Exercise =
The records follow. Filter them to the lines that hold "PartialEq".

══════════════════════════════

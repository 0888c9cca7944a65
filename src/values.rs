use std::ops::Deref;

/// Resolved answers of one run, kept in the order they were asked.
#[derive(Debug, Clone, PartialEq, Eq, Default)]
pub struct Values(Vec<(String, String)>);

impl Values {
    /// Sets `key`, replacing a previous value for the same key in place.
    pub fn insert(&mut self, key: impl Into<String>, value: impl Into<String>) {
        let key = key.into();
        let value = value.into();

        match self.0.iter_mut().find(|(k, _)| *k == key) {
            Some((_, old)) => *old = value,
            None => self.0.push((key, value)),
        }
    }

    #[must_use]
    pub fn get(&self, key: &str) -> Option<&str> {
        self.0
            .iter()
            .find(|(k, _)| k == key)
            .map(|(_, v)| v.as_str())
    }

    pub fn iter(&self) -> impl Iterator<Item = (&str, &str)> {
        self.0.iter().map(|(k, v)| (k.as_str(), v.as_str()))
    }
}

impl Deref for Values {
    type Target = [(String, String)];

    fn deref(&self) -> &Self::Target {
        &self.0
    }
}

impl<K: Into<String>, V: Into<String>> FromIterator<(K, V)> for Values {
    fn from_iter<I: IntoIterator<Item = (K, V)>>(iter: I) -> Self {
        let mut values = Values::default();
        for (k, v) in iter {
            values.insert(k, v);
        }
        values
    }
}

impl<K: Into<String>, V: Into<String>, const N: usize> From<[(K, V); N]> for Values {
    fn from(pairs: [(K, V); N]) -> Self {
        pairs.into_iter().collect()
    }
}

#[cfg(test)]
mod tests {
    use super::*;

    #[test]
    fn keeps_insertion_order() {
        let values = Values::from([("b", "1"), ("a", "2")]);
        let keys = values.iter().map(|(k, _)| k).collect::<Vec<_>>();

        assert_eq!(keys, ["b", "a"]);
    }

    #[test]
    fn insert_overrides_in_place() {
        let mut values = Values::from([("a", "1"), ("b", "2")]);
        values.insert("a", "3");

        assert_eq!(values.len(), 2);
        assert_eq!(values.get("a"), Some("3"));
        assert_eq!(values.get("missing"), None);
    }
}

══════════════════════════════

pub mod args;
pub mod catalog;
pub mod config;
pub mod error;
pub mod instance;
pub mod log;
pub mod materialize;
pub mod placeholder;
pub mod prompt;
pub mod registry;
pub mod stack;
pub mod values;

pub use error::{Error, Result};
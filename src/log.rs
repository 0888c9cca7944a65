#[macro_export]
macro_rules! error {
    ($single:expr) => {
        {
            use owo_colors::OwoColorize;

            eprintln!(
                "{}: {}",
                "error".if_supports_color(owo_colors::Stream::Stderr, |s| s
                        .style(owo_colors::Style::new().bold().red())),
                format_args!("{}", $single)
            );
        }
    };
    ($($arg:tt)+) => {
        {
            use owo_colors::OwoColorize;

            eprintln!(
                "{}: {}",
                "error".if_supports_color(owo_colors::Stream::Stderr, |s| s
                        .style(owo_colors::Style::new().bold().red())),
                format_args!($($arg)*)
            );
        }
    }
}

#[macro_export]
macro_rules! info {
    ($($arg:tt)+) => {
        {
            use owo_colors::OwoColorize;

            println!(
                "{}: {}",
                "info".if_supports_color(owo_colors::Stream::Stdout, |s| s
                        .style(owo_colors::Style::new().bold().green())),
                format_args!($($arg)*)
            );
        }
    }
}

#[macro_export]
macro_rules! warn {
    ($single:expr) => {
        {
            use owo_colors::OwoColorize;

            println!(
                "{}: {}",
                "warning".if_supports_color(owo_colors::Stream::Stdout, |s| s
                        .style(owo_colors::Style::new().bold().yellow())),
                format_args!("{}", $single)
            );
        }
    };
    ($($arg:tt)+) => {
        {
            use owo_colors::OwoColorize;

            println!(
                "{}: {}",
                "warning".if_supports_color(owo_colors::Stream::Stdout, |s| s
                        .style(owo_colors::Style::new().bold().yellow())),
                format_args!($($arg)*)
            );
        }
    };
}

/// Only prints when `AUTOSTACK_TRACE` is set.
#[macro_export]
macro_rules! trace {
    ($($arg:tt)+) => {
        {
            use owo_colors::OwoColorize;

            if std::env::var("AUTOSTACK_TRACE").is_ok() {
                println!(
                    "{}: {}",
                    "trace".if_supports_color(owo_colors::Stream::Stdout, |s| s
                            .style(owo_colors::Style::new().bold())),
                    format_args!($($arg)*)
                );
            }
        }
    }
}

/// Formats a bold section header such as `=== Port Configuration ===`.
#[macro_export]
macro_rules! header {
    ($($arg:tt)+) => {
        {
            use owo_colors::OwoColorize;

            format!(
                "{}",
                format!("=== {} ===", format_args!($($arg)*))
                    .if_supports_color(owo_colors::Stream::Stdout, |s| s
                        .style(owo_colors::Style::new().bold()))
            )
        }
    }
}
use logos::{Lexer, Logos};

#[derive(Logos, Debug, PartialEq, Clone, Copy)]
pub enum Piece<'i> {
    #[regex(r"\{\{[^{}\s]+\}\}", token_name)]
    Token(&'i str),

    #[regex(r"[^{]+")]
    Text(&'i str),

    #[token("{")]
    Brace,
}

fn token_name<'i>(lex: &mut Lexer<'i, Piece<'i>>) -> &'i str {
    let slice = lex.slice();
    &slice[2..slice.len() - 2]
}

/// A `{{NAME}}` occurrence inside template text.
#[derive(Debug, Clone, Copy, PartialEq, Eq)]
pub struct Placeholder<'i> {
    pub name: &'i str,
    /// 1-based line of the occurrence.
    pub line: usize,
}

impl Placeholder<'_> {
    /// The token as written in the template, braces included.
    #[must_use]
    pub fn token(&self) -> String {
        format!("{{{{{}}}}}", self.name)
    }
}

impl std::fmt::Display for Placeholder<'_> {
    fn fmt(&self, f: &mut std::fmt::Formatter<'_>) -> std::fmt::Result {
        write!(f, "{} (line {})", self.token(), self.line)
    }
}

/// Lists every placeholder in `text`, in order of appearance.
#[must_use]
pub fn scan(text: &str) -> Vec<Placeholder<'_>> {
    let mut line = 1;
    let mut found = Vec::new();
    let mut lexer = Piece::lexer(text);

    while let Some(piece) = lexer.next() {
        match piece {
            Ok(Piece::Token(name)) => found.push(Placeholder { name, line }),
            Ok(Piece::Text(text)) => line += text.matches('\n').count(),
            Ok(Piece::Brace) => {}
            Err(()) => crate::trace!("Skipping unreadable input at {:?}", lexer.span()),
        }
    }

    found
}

══════════════════════════════

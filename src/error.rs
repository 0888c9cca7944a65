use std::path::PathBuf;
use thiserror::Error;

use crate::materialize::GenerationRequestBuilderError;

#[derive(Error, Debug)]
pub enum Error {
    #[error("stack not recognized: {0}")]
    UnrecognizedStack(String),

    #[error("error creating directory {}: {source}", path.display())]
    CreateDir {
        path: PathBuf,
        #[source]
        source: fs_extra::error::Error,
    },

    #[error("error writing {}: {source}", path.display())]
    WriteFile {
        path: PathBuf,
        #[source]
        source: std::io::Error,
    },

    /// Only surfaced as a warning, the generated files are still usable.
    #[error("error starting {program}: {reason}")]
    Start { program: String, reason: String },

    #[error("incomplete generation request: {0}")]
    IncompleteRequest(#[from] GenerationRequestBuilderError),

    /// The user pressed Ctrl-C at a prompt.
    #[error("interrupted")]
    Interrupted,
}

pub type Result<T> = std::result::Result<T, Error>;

══════════════════════════════

Problem solution =
#[derive(Debug, Clone, PartialEq, Eq, Default)]
#[derive(Logos, Debug, PartialEq, Clone, Copy)]
#[derive(Debug, Clone, Copy, PartialEq, Eq)]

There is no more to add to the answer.